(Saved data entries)
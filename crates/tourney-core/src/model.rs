//! Tournament state model.
//!
//! [`TournamentState`] is the aggregate persisted verbatim as the external
//! record; field names on disk stay camelCase for compatibility with
//! existing records. [`AgentStats`] tracks one agent's raw score history,
//! sample statistics, and Gaussian posterior.

use chrono::{DateTime, Utc};
use serde::{Deserialize, Serialize};

/// Prior mean for every agent's Gaussian posterior.
pub const PRIOR_MEAN: f64 = 0.5;

/// Prior variance for every agent's Gaussian posterior.
pub const PRIOR_VARIANCE: f64 = 0.25;

/// Per-agent score history, sample statistics, and posterior parameters.
#[derive(Debug, Clone, PartialEq, Serialize, Deserialize)]
#[serde(rename_all = "camelCase", default)]
pub struct AgentStats {
    /// Stable identifier, `agent_<index>`, assigned at creation.
    pub agent_id: String,
    /// Count of scores received; always equals `scores.len()`.
    pub evaluations: u32,
    /// Ordered, append-only score history, each in `[0, 1]`.
    pub scores: Vec<f64>,
    /// Arithmetic mean of `scores`; recomputed on every update.
    pub mean_score: f64,
    /// `(n - 1)`-denominator sample variance of `scores`; 0 when `n <= 1`.
    pub variance: f64,
    /// Posterior mean over the agent's true performance.
    pub posterior_mean: f64,
    /// Posterior variance; strictly positive by construction.
    pub posterior_variance: f64,
}

impl Default for AgentStats {
    fn default() -> Self {
        Self {
            agent_id: String::new(),
            evaluations: 0,
            scores: Vec::new(),
            mean_score: 0.0,
            variance: 0.0,
            posterior_mean: PRIOR_MEAN,
            posterior_variance: PRIOR_VARIANCE,
        }
    }
}

impl AgentStats {
    /// Fresh agent at the prior, with the stable id for `index`.
    #[must_use]
    pub fn at_prior(index: usize) -> Self {
        Self {
            agent_id: format!("agent_{index}"),
            ..Self::default()
        }
    }

    /// Sample standard deviation, `sqrt(variance)`.
    #[must_use]
    pub fn std_dev(&self) -> f64 {
        self.variance.sqrt()
    }
}

/// The aggregate tournament record, serialized as a single JSON blob.
#[derive(Debug, Clone, PartialEq, Serialize, Deserialize)]
#[serde(rename_all = "camelCase", default)]
pub struct TournamentState {
    /// Number of competing agents, fixed at initialization.
    #[serde(rename = "agents")]
    pub agent_count: usize,
    /// False until `init` runs; every other operation fails fast when false.
    pub initialized: bool,
    /// Seed for the deterministic source; absent means system randomness.
    #[serde(skip_serializing_if = "Option::is_none")]
    pub seed: Option<i64>,
    /// Random-source state captured after the last randomness-consuming
    /// operation; restored on load to continue the same stream.
    #[serde(skip_serializing_if = "Option::is_none")]
    pub rng_state: Option<u32>,
    /// Running count of score submissions across all agents.
    pub total_evaluations: u64,
    /// Per-agent records, in stable index order.
    #[serde(rename = "agentStats")]
    pub agents: Vec<AgentStats>,
    /// Advisory timestamp of the most recent winner evaluation.
    #[serde(skip_serializing_if = "Option::is_none")]
    pub last_winner_check: Option<DateTime<Utc>>,
}

impl Default for TournamentState {
    fn default() -> Self {
        Self {
            agent_count: 0,
            initialized: false,
            seed: None,
            rng_state: None,
            total_evaluations: 0,
            agents: Vec::new(),
            last_winner_check: None,
        }
    }
}

impl TournamentState {
    /// Freshly initialized state: every agent at the prior.
    #[must_use]
    pub fn initialized(agent_count: usize, seed: Option<i64>) -> Self {
        Self {
            agent_count,
            initialized: true,
            seed,
            agents: (0..agent_count).map(AgentStats::at_prior).collect(),
            ..Self::default()
        }
    }

    /// Index of `agent_id` in the stable agent order, if it exists.
    #[must_use]
    pub fn agent_index(&self, agent_id: &str) -> Option<usize> {
        self.agents.iter().position(|a| a.agent_id == agent_id)
    }
}
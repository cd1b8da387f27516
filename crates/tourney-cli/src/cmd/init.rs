use anyhow::Result;
use clap::Args;
use serde::Serialize;
use std::io::Write;
use std::path::Path;

use tourney_core::Tournament;
use tourney_core::store::StateStore;

use crate::cmd::persist;
use crate::output::{OutputMode, render, report_failure};

#[derive(Args, Debug)]
pub struct InitArgs {
    /// Number of competing agents (ids become agent_0 .. agent_{n-1}).
    #[arg(long)]
    pub agents: i64,

    /// Seed for deterministic selection; omit for system randomness.
    #[arg(long)]
    pub seed: Option<i64>,
}

/// JSON output emitted by `tn init`.
#[derive(Debug, Serialize)]
struct InitOutput {
    success: bool,
    agents: usize,
    #[serde(skip_serializing_if = "Option::is_none")]
    seed: Option<i64>,
}

/// Execute `tn init`. Creates (or replaces) the tournament record with
/// every agent at the prior.
pub fn run_init(args: &InitArgs, output: OutputMode, project_root: &Path) -> Result<()> {
    let agent_count = usize::try_from(args.agents).unwrap_or(0);

    let tournament = match Tournament::initialize(agent_count, args.seed) {
        Ok(tournament) => tournament,
        Err(err) => return Err(report_failure(output, err)),
    };

    let store = StateStore::new(project_root);
    persist(&store, &tournament.into_state());

    let result = InitOutput {
        success: true,
        agents: agent_count,
        seed: args.seed,
    };
    render(output, &result, |r, w| {
        match r.seed {
            Some(seed) => writeln!(w, "✓ Tournament initialized: {} agents, seed {seed}", r.agents),
            None => writeln!(w, "✓ Tournament initialized: {} agents, unseeded", r.agents),
        }
    })
}
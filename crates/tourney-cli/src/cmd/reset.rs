use anyhow::Result;
use clap::Args;
use serde::Serialize;
use std::io::Write;
use std::path::Path;
use tracing::warn;

use tourney_core::store::StateStore;

use crate::output::{OutputMode, render};

#[derive(Args, Debug, Default)]
pub struct ResetArgs {}

/// JSON output emitted by `tn reset`.
#[derive(Debug, Serialize)]
struct ResetOutput {
    success: bool,
    message: String,
}

/// Execute `tn reset`: discard the tournament record entirely.
///
/// Succeeds whether or not a tournament exists; a failed delete is logged
/// and still reported as success, matching the best-effort persistence
/// contract.
pub fn run_reset(_args: &ResetArgs, output: OutputMode, project_root: &Path) -> Result<()> {
    let store = StateStore::new(project_root);
    if let Err(err) = store.delete() {
        warn!(error = %err, "failed to delete tournament record; continuing");
    }

    let result = ResetOutput {
        success: true,
        message: "Tournament reset successfully".to_string(),
    };
    render(output, &result, |r, w| writeln!(w, "✓ {}", r.message))
}

#[cfg(test)]
mod tests {
    use super::*;
    use crate::cmd::init::{InitArgs, run_init};
    use tempfile::TempDir;

    #[test]
    fn reset_removes_the_record() {
        let dir = TempDir::new().expect("temp dir");
        run_init(
            &InitArgs {
                agents: 2,
                seed: Some(1),
            },
            OutputMode::Json,
            dir.path(),
        )
        .expect("init");
        let store = StateStore::new(dir.path());
        assert!(store.record_path().exists());

        run_reset(&ResetArgs {}, OutputMode::Json, dir.path()).expect("reset");
        assert!(!store.record_path().exists());
        assert!(!store.load().initialized);
    }

    #[test]
    fn reset_without_a_tournament_still_succeeds() {
        let dir = TempDir::new().expect("temp dir");
        run_reset(&ResetArgs {}, OutputMode::Json, dir.path()).expect("reset");
    }

    #[test]
    fn reinit_after_reset_starts_from_the_prior() {
        let dir = TempDir::new().expect("temp dir");
        run_init(
            &InitArgs {
                agents: 2,
                seed: Some(9),
            },
            OutputMode::Json,
            dir.path(),
        )
        .expect("init");
        run_reset(&ResetArgs {}, OutputMode::Json, dir.path()).expect("reset");
        run_init(
            &InitArgs {
                agents: 2,
                seed: Some(9),
            },
            OutputMode::Json,
            dir.path(),
        )
        .expect("reinit");

        let state = StateStore::new(dir.path()).load();
        assert!(state.initialized);
        assert_eq!(state.total_evaluations, 0);
        assert!(state.agents.iter().all(|a| a.scores.is_empty()));
    }
}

__Task details__.
Your response should be the lines above from the first to the one containing "pub fn std_dev(&self)", inclusive, each given exactly.

__Output__.
filename crates/tourney-core/src/model.rs
//! Tournament state model.
//!
//! [`TournamentState`] is the aggregate persisted verbatim as the external
//! record; field names on disk stay camelCase for compatibility with
//! existing records. [`AgentStats`] tracks one agent's raw score history,
//! sample statistics, and Gaussian posterior.

use chrono::{DateTime, Utc};
use serde::{Deserialize, Serialize};

/// Prior mean for every agent's Gaussian posterior.
pub const PRIOR_MEAN: f64 = 0.5;

/// Prior variance for every agent's Gaussian posterior.
pub const PRIOR_VARIANCE: f64 = 0.25;

/// Per-agent score history, sample statistics, and posterior parameters.
#[derive(Debug, Clone, PartialEq, Serialize, Deserialize)]
#[serde(rename_all = "camelCase", default)]
pub struct AgentStats {
    /// Stable identifier, `agent_<index>`, assigned at creation.
    pub agent_id: String,
    /// Count of scores received; always equals `scores.len()`.
    pub evaluations: u32,
    /// Ordered, append-only score history, each in `[0, 1]`.
    pub scores: Vec<f64>,
    /// Arithmetic mean of `scores`; recomputed on every update.
    pub mean_score: f64,
    /// `(n - 1)`-denominator sample variance of `scores`; 0 when `n <= 1`.
    pub variance: f64,
    /// Posterior mean over the agent's true performance.
    pub posterior_mean: f64,
    /// Posterior variance; strictly positive by construction.
    pub posterior_variance: f64,
}

impl Default for AgentStats {
    fn default() -> Self {
        Self {
            agent_id: String::new(),
            evaluations: 0,
            scores: Vec::new(),
            mean_score: 0.0,
            variance: 0.0,
            posterior_mean: PRIOR_MEAN,
            posterior_variance: PRIOR_VARIANCE,
        }
    }
}

impl AgentStats {
    /// Fresh agent at the prior, with the stable id for `index`.
    #[must_use]
    pub fn at_prior(index: usize) -> Self {
        Self {
            agent_id: format!("agent_{index}"),
            ..Self::default()
        }
    }

    /// Sample standard deviation, `sqrt(variance)`.
    #[must_use]
    pub fn std_dev(&self) -> f64 {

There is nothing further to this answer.